● What is needed
Count the lines below that contain the word "items" and give only that number.

[Collected data]
= = = =

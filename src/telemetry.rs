//! Telemetry setup for docker-dns.
//!
//! Supports:
//! - Tracing with configurable log levels
//! - Prometheus metrics endpoint (with `prometheus` feature)

#[cfg(feature = "prometheus")]
use std::net::SocketAddr;
#[cfg(feature = "prometheus")]
use tracing::info;
use tracing_subscriber::layer::SubscriberExt;
use tracing_subscriber::util::SubscriberInitExt;
use tracing_subscriber::EnvFilter;

use crate::config::TelemetryConfig;

/// Initialize telemetry (tracing, optional Prometheus exporter).
pub fn init(config: &TelemetryConfig) -> Result<(), Box<dyn std::error::Error + Send + Sync>> {
    let env_filter =
        EnvFilter::try_from_default_env().unwrap_or_else(|_| EnvFilter::new(&config.log_level));

    tracing_subscriber::registry()
        .with(env_filter)
        .with(tracing_subscriber::fmt::layer())
        .init();

    #[cfg(feature = "prometheus")]
    if let Some(addr) = config.prometheus_addr {
        start_prometheus_exporter(addr)?;
    }

    Ok(())
}

/// Start Prometheus metrics HTTP exporter.
#[cfg(feature = "prometheus")]
fn start_prometheus_exporter(
    addr: SocketAddr,
) -> Result<(), Box<dyn std::error::Error + Send + Sync>> {
    use metrics_exporter_prometheus::PrometheusBuilder;

    PrometheusBuilder::new()
        .with_http_listener(addr)
        .install()?;

    info!(%addr, "Prometheus metrics exporter started");

    Ok(())
}
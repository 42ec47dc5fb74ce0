//! docker-dns binary entry point.

use clap::Parser;
use docker_dns::{metrics, telemetry, Config, DockerEvents, EtcdStore, HostTable, Synchronizer};
use std::path::PathBuf;
use tracing::info;

/// Publishes DNS records for Docker containers into etcd.
#[derive(Parser, Debug)]
#[command(name = "docker-dns")]
#[command(version, about, long_about = None)]
struct Args {
    /// Path to configuration file (TOML).
    #[arg(short, long, default_value = "docker-dns.toml")]
    config: PathBuf,
}

#[tokio::main]
async fn main() -> Result<(), Box<dyn std::error::Error>> {
    let args = Args::parse();

    // Load configuration
    let config = Config::load(&args.config)?;

    // Initialize telemetry
    telemetry::init(&config.telemetry).map_err(|e| e as Box<dyn std::error::Error>)?;

    info!(
        config_file = %args.config.display(),
        etcd_endpoint = %config.etcd_endpoint,
        hosts = config.hosts.len(),
        "Starting docker-dns"
    );

    // Build the immutable host table; an unusable table is fatal.
    let table = HostTable::from_config(&config.hosts)?;
    metrics::record_host_table_size(table.len());

    // Connect external collaborators; failures here are fatal.
    let store = EtcdStore::connect(&config.etcd_endpoint).await?;
    let source = DockerEvents::connect()?;

    let synchronizer = Synchronizer::new(source, table, store);

    // The loop itself runs until the process is terminated.
    tokio::select! {
        _ = synchronizer.run() => {}
        _ = tokio::signal::ctrl_c() => {
            info!("received interrupt, shutting down");
        }
    }

    Ok(())
}
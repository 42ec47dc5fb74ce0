//! Shared test infrastructure for synchronizer integration tests.

use std::collections::{HashMap, VecDeque};
use std::sync::atomic::{AtomicUsize, Ordering};
use std::sync::{Arc, Mutex};
use std::time::Duration;

use async_trait::async_trait;
use futures::stream::{self, BoxStream, StreamExt};

use docker_dns::docker::{EventSource, StreamError};
use docker_dns::event::{Action, LifecycleEvent, HOSTNAME_ATTRIBUTE};
use docker_dns::hosts::{HostEntry, HostTable};
use docker_dns::store::{KvStore, StoreError};

// --- Event builders ---

/// Build a lifecycle event carrying the hostname attribute.
pub fn make_event(action: Action, hostname: &str) -> LifecycleEvent {
    let mut attributes = HashMap::new();
    attributes.insert(HOSTNAME_ATTRIBUTE.to_string(), hostname.to_string());
    LifecycleEvent {
        id: format!("container-{}", hostname),
        action,
        attributes,
    }
}

/// Build a lifecycle event without the hostname attribute.
pub fn make_plain_event(action: Action) -> LifecycleEvent {
    LifecycleEvent {
        id: "container-plain".to_string(),
        action,
        attributes: HashMap::new(),
    }
}

// --- Host table ---

pub fn test_table() -> HostTable {
    HostTable::from_entries(vec![
        HostEntry {
            suffix: "example.com".to_string(),
            address: "10.0.0.1".to_string(),
        },
        HostEntry {
            suffix: "cluster.example.com".to_string(),
            address: "10.0.0.2".to_string(),
        },
    ])
    .expect("failed to build test host table")
}

// --- MockStore ---

/// One observed store mutation.
#[derive(Debug, Clone, PartialEq, Eq)]
pub enum StoreCall {
    Put { key: String, value: String },
    Delete { key: String },
}

#[derive(Default)]
struct MockStoreInner {
    calls: Vec<StoreCall>,
    records: HashMap<String, String>,
    fail_remaining: usize,
}

/// Store double that records every mutation and keeps records in a map.
///
/// Clones share state, so a clone can be handed to the synchronizer while
/// the test keeps observing calls.
#[derive(Clone, Default)]
pub struct MockStore {
    inner: Arc<Mutex<MockStoreInner>>,
}

impl MockStore {
    pub fn new() -> Self {
        Self::default()
    }

    /// A store whose first `n` mutations fail before succeeding again.
    pub fn failing_first(n: usize) -> Self {
        let store = Self::default();
        store.inner.lock().unwrap().fail_remaining = n;
        store
    }

    pub fn calls(&self) -> Vec<StoreCall> {
        self.inner.lock().unwrap().calls.clone()
    }

    pub fn records(&self) -> HashMap<String, String> {
        self.inner.lock().unwrap().records.clone()
    }
}

#[async_trait]
impl KvStore for MockStore {
    async fn put(&self, key: &str, value: &str) -> Result<(), StoreError> {
        let mut inner = self.inner.lock().unwrap();
        inner.calls.push(StoreCall::Put {
            key: key.to_string(),
            value: value.to_string(),
        });
        if inner.fail_remaining > 0 {
            inner.fail_remaining -= 1;
            return Err(StoreError::new("etcd unavailable"));
        }
        inner.records.insert(key.to_string(), value.to_string());
        Ok(())
    }

    async fn delete(&self, key: &str) -> Result<(), StoreError> {
        let mut inner = self.inner.lock().unwrap();
        inner.calls.push(StoreCall::Delete {
            key: key.to_string(),
        });
        if inner.fail_remaining > 0 {
            inner.fail_remaining -= 1;
            return Err(StoreError::new("etcd unavailable"));
        }
        inner.records.remove(key);
        Ok(())
    }
}

// --- ScriptedSource ---

type Script = Vec<Result<LifecycleEvent, StreamError>>;

struct ScriptedInner {
    scripts: Mutex<VecDeque<Script>>,
    subscribes: AtomicUsize,
}

/// Event source double that replays scripted subscriptions.
///
/// Each `subscribe` call pops the next script. A script that runs out of
/// items ends the stream (the synchronizer resubscribes); the final script
/// stays open so the loop parks on it instead of spinning.
#[derive(Clone)]
pub struct ScriptedSource {
    inner: Arc<ScriptedInner>,
}

impl ScriptedSource {
    pub fn new(scripts: Vec<Script>) -> Self {
        Self {
            inner: Arc::new(ScriptedInner {
                scripts: Mutex::new(scripts.into()),
                subscribes: AtomicUsize::new(0),
            }),
        }
    }

    /// How many subscriptions have been opened so far.
    pub fn subscribe_count(&self) -> usize {
        self.inner.subscribes.load(Ordering::SeqCst)
    }
}

impl EventSource for ScriptedSource {
    fn subscribe(&self) -> BoxStream<'static, Result<LifecycleEvent, StreamError>> {
        self.inner.subscribes.fetch_add(1, Ordering::SeqCst);

        let mut scripts = self.inner.scripts.lock().unwrap();
        match scripts.pop_front() {
            Some(items) if scripts.is_empty() => {
                stream::iter(items).chain(stream::pending()).boxed()
            }
            Some(items) => stream::iter(items).boxed(),
            None => stream::pending().boxed(),
        }
    }
}

// --- Waiting ---

/// Poll the store until it has seen at least `count` mutations.
pub async fn wait_for_calls(store: &MockStore, count: usize) {
    tokio::time::timeout(Duration::from_secs(5), async {
        loop {
            if store.calls().len() >= count {
                return;
            }
            tokio::time::sleep(Duration::from_millis(10)).await;
        }
    })
    .await
    .unwrap_or_else(|_| {
        panic!(
            "timed out waiting for {} store calls, saw {:?}",
            count,
            store.calls()
        )
    });
}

= = = =

● Finished exercise
4